Я не думаю, что местная алмазодобывающая промышленность сказала свое последнее слово, ибо весьма вероятно, что будут открыты другие россыпи алмазов и в один прекрасный день найдут их коренное месторождение. Алмазы извлекаются промывкой речного песка на площади, простирающейся от Атлантического побережья до крайнего запада Мату-Гросу и от одиннадцатой параллели к югу до Сан-Паулу. Когда будут найдены трубки — а они должны существовать, — бразильские россыпи еще раз побьют алмазодобывающую промышленность Южной Африки, ибо превосходство бразильских камней бесспорно[73]

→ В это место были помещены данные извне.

struct MonitorEntry {
    session_id: SessionId,
    transcript: PathBuf,
    status: Arc<Mutex<MonitorStatus>>,
    stop: Option<oneshot::Sender<()>>,
    task: Option<JoinHandle<()>>,
}

pub struct ContextMonitor {
    shared: Arc<Shared>,
    next_handle: AtomicU64,
    monitors: Mutex<HashMap<MonitorHandle, MonitorEntry>>,
}

impl ContextMonitor {
    pub fn new(bus: Arc<EventBus>, config: ContextConfig) -> Self {
        Self {
            shared: Arc::new(Shared {
                bus,
                config,
                states: RwLock::new(HashMap::new()),
                snapshots: Mutex::new(HashMap::new()),
                records_parsed: AtomicU64::new(0),
                parse_errors: AtomicU64::new(0),
            }),
            next_handle: AtomicU64::new(1),
            monitors: Mutex::new(HashMap::new()),
        }
    }

    /// Start following `source` for `session`.
    ///
    /// The session's context state starts fresh. A session already being
    /// watched has its previous monitor stopped first.
    pub async fn attach(
        &self,
        session: SessionId,
        source: TranscriptSource,
    ) -> BridgeResult<MonitorHandle> {
        let transcript = match source {
            TranscriptSource::File(path) => expand_tilde(&path),
            TranscriptSource::LatestIn(dir) => latest_transcript(&expand_tilde(&dir)).await?,
        };

        let previous: Vec<MonitorHandle> = self
            .lock_monitors()?
            .iter()
            .filter(|(_, m)| m.session_id == session && m.stop.is_some())
            .map(|(handle, _)| *handle)
            .collect();
        for handle in previous {
            debug!(session_id = %session, handle, "replacing existing monitor");
            self.detach(handle).await?;
        }

        let mut state = ContextState::new(session.clone(), self.shared.config.token_limit);
        state.transcript = Some(transcript.display().to_string());
        self.shared.store(&state, true)?;

        let handle = self.next_handle.fetch_add(1, Ordering::SeqCst);
        let status = Arc::new(Mutex::new(MonitorStatus::Idle));
        let (stop_tx, stop_rx) = oneshot::channel();
        let tailer = Tailer {
            shared: Arc::clone(&self.shared),
            path: transcript.clone(),
            cursor: 0,
            partial: Vec::new(),
            line_no: 0,
            state,
            warned: false,
        };
        let task = tokio::spawn(tailer.run(stop_rx, Arc::clone(&status)));

        self.lock_monitors()?.insert(
            handle,
            MonitorEntry {
                session_id: session.clone(),
                transcript: transcript.clone(),
                status,
                stop: Some(stop_tx),
                task: Some(task),
            },
        );
        info!(session_id = %session, handle, transcript = %transcript.display(), "monitor attached");
        Ok(handle)
    }

    /// Stop a monitor's watch loop. The session's last state stays queryable.
    /// Detaching a stopped monitor is a no-op.
    pub async fn detach(&self, handle: MonitorHandle) -> BridgeResult<()> {
        let (stop, task) = {
            let mut monitors = self.lock_monitors()?;
            let entry = monitors
                .get_mut(&handle)
                .ok_or(BridgeError::MonitorNotFound(handle))?;
            (entry.stop.take(), entry.task.take())
        };
        if let Some(stop) = stop {
            let _ = stop.send(());
        }
        if let Some(task) = task {
            if let Err(e) = task.await {
                warn!(handle, error = %e, "monitor task ended abnormally");
            }
        }
        debug!(handle, "monitor detached");
        Ok(())
    }

    /// Latest snapshot for `session`.
    pub fn get_state(&self, session: &SessionId) -> BridgeResult<Arc<ContextState>> {
        self.shared
            .states
            .read()
            .map_err(|_| poisoned())?
            .get(session)
            .cloned()
            .ok_or_else(|| BridgeError::SessionNotFound(session.clone()))
    }

    /// Past snapshots that differed materially from their predecessor,
    /// oldest first; only the most recent `limit` when given.
    pub fn history(
        &self,
        session: &SessionId,
        limit: Option<usize>,
    ) -> BridgeResult<Vec<Arc<ContextState>>> {
        let snapshots = self.shared.snapshots.lock().map_err(|_| poisoned())?;
        let Some(history) = snapshots.get(session) else {
            return Ok(Vec::new());
        };
        let skip = limit.map_or(0, |l| history.len().saturating_sub(l));
        Ok(history.iter().skip(skip).cloned().collect())
    }

    pub fn status(&self, handle: MonitorHandle) -> BridgeResult<MonitorStatus> {
        let monitors = self.lock_monitors()?;
        let entry = monitors
            .get(&handle)
            .ok_or(BridgeError::MonitorNotFound(handle))?;
        Ok(current(&entry.status))
    }

    /// Path being followed by `handle`.
    pub fn transcript(&self, handle: MonitorHandle) -> BridgeResult<PathBuf> {
        let monitors = self.lock_monitors()?;
        monitors
            .get(&handle)
            .map(|m| m.transcript.clone())
            .ok_or(BridgeError::MonitorNotFound(handle))
    }

    pub fn stats(&self) -> BridgeResult<MonitorStats> {
        let monitors = self.lock_monitors()?;
        let statuses: Vec<MonitorStatus> = monitors.values().map(|m| current(&m.status)).collect();
        let sessions_tracked = self.shared.states.read().map_err(|_| poisoned())?.len();
        Ok(MonitorStats {
            monitors: monitors.len(),
            watching: statuses
                .iter()
                .filter(|s| **s == MonitorStatus::Watching)
                .count(),
            errored: statuses
                .iter()
                .filter(|s| **s == MonitorStatus::Error)
                .count(),
            sessions_tracked,
            records_parsed: self.shared.records_parsed.load(Ordering::SeqCst),
            parse_errors: self.shared.parse_errors.load(Ordering::SeqCst),
        })
    }

    /// Stop every monitor.
    pub async fn shutdown(&self) -> BridgeResult<()> {
        let handles: Vec<MonitorHandle> = self.lock_monitors()?.keys().copied().collect();
        info!(monitors = handles.len(), "context monitor shutting down");
        for handle in handles {
            self.detach(handle).await?;
        }
        Ok(())
    }

    /// Drop monitors whose watch task has ended (detached or failed).
    /// Returns the handles removed.
    pub fn prune_stopped(&self) -> BridgeResult<Vec<MonitorHandle>> {
        let mut monitors = self.lock_monitors()?;
        let mut removed: Vec<MonitorHandle> = monitors
            .iter()
            .filter(|(_, m)| m.task.as_ref().map_or(true, |task| task.is_finished()))
            .map(|(handle, _)| *handle)
            .collect();
        for handle in &removed {
            monitors.remove(handle);
        }
        removed.sort_unstable();
        if !removed.is_empty() {
            debug!(count = removed.len(), "pruned stopped monitors");
        }
        Ok(removed)
    }

    /// Stop and remove every monitor of `session` and drop its context state
    /// and snapshot history. Afterwards `get_state` reports `SessionNotFound`.
    /// Returns whether anything was known about the session.
    pub async fn forget_session(&self, session: &SessionId) -> BridgeResult<bool> {
        let handles: Vec<MonitorHandle> = self
            .lock_monitors()?
            .iter()
            .filter(|(_, m)| &m.session_id == session)
            .map(|(handle, _)| *handle)
            .collect();
        for handle in &handles {
            self.detach(*handle).await?;
        }
        {
            let mut monitors = self.lock_monitors()?;
            for handle in &handles {
                monitors.remove(handle);
            }
        }
        let had_state = self
            .shared
            .states
            .write()
            .map_err(|_| poisoned())?
            .remove(session)
            .is_some();
        self.shared
            .snapshots
            .lock()
            .map_err(|_| poisoned())?
            .remove(session);
        debug!(session_id = %session, monitors = handles.len(), "context forgotten");
        Ok(had_state || !handles.is_empty())
    }

    fn lock_monitors(
        &self,
    ) -> BridgeResult<std::sync::MutexGuard<'_, HashMap<MonitorHandle, MonitorEntry>>> {
        self.monitors.lock().map_err(|_| poisoned())
    }
}
//! termhub-engine: the runtime half of the terminal bridge.
//!
//! Provides PTY-backed sessions ([`TerminalBridge`]), command validation and
//! per-session sequencing ([`CommandManager`]), and transcript-driven context
//! tracking ([`ContextMonitor`]). Every component reports through a shared
//! [`termhub_core::EventBus`].

pub mod commands;
pub mod context;
pub mod session;

// Re-export commonly used items at crate root.
pub use commands::{CommandManager, CommandPreprocessor, CommandRequest, CommandValidator, Verdict};
pub use context::{ContextMonitor, MonitorHandle, MonitorStatus, TranscriptSource};
pub use session::{SessionInfo, SessionState, SessionWriter, TerminalBridge};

.Я купил двух мулов, одного для верховой езды, другого вьючного, и один отправился в глубь страны. Я был там три месяца; раз привыкнув путешествовать в одиночестве, я нашел, что такой способ значительно удобнее, чем ходить с одним или несколькими неважными компаньонами. Одиночество довольно легко переносить, когда тобою владеет одна только мысль. Недостаток такого способа в том, что, если бы я нашел что-нибудь ценное с научной или археологической точки зрения, у меня не оказалось бы свидетелей, чтобы подтвердить мои слова. Но сейчас моей главной задачей было проникнуть за завесу первобытности — устранить все ошибочное, сбивающее и убедиться в правильности избранного пути. Тогда можно будет организовать экспедицию для дальнейших открытий.